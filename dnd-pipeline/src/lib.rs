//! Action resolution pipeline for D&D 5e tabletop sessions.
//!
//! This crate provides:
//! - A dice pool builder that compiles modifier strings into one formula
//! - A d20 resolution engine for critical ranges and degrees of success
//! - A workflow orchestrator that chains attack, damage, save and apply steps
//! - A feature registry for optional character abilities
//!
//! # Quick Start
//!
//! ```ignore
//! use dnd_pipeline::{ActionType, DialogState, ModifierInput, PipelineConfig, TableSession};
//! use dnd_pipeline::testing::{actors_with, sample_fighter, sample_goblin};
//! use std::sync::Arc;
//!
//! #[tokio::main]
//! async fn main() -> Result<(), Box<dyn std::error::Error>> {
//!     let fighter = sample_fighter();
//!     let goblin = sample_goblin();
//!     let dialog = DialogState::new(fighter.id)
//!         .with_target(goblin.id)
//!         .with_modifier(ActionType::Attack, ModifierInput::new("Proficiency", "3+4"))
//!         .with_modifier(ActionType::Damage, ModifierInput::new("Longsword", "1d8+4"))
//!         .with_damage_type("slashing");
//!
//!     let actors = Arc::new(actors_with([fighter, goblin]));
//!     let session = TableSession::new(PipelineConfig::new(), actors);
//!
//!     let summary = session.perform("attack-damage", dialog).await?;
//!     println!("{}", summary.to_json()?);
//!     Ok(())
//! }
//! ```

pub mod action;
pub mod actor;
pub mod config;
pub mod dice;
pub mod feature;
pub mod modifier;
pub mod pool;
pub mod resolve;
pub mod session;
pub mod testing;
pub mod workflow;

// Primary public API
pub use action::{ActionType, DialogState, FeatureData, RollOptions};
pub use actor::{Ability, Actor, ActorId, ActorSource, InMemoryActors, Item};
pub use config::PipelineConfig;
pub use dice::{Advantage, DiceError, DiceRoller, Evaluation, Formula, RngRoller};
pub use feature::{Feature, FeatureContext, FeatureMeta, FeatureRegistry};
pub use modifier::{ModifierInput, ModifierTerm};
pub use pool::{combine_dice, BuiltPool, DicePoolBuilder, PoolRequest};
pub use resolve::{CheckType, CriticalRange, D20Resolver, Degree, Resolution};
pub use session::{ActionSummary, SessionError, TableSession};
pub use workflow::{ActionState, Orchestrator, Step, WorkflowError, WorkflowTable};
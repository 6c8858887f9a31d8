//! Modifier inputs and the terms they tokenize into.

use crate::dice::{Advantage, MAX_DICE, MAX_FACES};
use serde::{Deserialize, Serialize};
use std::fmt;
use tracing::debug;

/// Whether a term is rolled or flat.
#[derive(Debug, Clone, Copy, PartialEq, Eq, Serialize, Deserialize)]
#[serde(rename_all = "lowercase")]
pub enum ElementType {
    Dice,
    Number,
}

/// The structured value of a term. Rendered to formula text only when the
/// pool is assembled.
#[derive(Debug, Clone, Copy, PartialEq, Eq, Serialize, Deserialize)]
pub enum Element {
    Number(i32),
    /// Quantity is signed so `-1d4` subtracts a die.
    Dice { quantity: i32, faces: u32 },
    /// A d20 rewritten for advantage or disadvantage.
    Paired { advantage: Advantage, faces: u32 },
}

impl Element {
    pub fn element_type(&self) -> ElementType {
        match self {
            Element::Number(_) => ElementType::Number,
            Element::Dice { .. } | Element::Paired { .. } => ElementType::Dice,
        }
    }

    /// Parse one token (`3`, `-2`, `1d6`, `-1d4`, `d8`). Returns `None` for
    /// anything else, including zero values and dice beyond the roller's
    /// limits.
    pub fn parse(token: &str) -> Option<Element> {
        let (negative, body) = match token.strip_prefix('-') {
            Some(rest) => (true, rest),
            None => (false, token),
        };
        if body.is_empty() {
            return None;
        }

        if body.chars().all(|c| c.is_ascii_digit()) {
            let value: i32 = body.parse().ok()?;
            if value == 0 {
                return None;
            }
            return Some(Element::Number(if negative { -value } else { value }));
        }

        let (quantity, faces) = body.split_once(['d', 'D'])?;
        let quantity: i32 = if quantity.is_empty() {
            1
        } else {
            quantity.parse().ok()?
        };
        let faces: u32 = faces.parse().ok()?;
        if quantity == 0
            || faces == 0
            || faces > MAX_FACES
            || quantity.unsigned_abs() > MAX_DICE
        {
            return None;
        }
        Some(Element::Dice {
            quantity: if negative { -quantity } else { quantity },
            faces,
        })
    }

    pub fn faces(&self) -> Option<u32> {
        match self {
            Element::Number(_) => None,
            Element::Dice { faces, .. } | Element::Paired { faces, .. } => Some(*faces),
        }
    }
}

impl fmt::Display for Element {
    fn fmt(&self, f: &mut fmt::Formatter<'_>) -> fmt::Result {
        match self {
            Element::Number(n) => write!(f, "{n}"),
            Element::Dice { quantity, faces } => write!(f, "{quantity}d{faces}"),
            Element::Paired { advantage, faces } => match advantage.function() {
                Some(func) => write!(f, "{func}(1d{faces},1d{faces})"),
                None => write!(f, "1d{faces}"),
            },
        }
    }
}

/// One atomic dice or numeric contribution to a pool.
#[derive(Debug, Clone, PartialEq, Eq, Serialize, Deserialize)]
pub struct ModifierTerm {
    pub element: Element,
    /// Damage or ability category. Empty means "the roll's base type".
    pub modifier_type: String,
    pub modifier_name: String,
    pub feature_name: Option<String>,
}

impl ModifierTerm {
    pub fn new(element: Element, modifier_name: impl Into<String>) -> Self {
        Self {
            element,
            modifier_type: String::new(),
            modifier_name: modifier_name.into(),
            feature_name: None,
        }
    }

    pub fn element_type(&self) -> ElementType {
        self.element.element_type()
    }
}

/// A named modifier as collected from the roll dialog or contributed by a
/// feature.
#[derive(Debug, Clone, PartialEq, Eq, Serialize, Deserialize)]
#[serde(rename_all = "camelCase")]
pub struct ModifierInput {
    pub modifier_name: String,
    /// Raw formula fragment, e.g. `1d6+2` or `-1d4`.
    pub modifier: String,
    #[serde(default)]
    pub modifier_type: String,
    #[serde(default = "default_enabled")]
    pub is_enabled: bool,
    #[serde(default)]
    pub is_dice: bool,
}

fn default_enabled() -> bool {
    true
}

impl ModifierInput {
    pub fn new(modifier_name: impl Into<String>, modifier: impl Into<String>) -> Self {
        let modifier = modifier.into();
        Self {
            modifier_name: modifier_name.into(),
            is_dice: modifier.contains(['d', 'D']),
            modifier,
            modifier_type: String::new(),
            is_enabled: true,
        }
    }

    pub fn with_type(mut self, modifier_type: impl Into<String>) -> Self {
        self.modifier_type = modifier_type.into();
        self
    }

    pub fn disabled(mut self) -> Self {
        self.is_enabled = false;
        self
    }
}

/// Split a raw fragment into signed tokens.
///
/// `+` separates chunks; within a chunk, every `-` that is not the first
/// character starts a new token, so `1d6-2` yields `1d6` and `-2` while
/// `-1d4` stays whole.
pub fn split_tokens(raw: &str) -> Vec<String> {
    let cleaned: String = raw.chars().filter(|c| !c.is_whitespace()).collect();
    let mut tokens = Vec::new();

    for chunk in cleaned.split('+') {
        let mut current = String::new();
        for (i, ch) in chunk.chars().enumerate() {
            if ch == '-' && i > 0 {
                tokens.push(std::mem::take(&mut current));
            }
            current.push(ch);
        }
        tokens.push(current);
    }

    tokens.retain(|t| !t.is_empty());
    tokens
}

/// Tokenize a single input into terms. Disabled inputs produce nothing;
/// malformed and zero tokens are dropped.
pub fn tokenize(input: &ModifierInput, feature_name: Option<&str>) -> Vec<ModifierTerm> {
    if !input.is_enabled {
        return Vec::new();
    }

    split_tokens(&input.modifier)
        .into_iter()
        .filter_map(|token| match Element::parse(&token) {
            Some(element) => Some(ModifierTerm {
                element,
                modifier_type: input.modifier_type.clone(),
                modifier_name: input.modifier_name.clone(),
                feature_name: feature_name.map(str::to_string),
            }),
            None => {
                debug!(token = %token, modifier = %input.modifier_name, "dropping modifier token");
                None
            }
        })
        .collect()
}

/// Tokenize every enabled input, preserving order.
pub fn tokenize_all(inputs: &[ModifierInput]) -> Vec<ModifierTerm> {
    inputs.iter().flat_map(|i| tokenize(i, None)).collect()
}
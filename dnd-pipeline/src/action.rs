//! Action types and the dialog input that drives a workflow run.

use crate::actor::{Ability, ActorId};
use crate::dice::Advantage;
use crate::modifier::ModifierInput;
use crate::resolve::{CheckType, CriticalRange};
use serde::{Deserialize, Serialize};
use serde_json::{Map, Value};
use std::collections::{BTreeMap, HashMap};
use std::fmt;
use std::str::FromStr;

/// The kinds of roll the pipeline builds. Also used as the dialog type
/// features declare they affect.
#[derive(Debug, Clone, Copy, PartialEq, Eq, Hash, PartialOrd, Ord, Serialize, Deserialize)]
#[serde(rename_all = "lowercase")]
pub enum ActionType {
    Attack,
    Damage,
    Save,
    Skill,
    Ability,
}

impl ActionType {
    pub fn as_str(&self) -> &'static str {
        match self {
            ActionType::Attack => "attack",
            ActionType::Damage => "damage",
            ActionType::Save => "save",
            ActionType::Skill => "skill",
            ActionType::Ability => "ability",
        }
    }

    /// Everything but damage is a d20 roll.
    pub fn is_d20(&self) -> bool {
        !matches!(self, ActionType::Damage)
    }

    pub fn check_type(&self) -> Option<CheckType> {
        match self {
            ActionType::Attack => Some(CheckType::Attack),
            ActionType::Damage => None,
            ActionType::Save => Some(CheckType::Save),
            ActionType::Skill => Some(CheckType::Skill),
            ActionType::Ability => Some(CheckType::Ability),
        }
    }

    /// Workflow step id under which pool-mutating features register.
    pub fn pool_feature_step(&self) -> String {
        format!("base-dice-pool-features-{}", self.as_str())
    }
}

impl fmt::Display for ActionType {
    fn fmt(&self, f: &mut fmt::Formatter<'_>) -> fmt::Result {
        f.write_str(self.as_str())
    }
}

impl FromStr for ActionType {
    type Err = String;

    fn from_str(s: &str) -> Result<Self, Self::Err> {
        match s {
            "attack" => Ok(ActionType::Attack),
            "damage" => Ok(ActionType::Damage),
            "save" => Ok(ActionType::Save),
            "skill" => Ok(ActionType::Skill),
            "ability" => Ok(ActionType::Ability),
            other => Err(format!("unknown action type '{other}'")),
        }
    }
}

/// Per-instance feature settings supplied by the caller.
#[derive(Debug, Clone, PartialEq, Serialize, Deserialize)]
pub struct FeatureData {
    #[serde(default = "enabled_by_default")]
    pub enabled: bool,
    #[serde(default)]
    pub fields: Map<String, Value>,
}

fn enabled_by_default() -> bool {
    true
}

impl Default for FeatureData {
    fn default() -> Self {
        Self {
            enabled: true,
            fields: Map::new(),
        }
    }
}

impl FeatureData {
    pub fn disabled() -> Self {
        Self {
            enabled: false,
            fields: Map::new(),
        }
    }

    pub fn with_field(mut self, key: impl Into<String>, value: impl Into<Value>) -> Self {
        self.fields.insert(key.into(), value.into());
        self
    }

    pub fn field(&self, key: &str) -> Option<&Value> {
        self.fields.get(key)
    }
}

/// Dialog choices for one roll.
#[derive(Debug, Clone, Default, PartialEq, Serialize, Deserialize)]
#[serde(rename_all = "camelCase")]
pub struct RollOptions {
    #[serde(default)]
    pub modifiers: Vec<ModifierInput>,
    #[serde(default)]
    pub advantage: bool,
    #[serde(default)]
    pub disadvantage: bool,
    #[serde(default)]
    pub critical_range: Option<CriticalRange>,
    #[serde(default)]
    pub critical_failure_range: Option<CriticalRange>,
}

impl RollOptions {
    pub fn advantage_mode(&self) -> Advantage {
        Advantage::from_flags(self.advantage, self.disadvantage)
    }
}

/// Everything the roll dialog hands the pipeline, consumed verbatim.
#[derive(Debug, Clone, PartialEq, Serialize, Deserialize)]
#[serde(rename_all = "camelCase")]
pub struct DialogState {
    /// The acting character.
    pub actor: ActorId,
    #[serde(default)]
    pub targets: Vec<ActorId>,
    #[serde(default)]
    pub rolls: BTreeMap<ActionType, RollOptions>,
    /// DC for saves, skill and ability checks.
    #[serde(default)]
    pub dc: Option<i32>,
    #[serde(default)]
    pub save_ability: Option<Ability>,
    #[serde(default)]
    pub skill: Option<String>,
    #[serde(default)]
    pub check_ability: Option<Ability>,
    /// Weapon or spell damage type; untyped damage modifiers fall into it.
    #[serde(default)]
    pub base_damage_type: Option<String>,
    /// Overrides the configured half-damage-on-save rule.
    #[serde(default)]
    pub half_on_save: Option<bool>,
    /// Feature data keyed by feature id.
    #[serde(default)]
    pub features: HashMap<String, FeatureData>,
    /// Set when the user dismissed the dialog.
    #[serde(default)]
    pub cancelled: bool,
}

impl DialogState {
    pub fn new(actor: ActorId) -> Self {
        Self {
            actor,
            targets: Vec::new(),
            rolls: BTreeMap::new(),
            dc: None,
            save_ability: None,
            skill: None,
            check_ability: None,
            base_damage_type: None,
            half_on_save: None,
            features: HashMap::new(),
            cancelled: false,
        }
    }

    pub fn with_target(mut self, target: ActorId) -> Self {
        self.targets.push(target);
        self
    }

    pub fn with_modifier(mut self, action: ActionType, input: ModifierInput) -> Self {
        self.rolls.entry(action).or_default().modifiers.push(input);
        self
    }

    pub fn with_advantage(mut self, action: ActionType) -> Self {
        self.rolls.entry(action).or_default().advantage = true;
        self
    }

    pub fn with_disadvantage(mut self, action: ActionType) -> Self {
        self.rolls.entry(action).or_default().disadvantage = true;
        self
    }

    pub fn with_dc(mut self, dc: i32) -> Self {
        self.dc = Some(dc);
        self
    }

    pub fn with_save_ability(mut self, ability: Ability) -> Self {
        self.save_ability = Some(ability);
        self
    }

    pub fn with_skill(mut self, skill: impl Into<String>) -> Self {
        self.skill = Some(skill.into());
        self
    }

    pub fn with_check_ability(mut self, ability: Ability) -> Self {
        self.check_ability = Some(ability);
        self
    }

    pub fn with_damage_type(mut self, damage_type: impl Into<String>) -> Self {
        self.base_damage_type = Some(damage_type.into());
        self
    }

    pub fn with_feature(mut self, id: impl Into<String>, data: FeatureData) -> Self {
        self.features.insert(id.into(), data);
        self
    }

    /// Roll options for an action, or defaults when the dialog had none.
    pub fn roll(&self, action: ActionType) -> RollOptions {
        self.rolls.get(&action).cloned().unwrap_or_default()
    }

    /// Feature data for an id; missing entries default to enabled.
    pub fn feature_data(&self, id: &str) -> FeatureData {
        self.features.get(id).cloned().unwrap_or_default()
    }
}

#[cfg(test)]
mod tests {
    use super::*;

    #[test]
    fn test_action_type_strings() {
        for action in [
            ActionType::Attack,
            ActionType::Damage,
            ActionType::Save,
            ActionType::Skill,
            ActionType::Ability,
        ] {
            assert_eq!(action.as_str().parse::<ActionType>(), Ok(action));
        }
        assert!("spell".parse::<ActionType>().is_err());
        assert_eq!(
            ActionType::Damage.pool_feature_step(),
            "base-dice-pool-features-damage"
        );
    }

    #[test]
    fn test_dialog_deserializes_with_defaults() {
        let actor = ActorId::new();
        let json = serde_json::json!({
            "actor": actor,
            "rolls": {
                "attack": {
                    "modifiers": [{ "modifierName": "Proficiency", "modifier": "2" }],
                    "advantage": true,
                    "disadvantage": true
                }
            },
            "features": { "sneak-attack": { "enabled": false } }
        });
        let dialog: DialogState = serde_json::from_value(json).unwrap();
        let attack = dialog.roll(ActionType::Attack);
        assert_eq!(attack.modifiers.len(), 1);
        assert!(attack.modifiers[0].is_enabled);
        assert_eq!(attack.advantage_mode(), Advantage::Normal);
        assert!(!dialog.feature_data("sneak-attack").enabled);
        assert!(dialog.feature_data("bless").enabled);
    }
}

------------------------

- [Work item]: Where a line of the listing holds the string "Proficiency", copy that line.

- [Answer below]:
//!         .with_modifier(ActionType::Attack, ModifierInput::new("Proficiency", "3+4"))
                    "modifiers": [{ "modifierName": "Proficiency", "modifier": "2" }],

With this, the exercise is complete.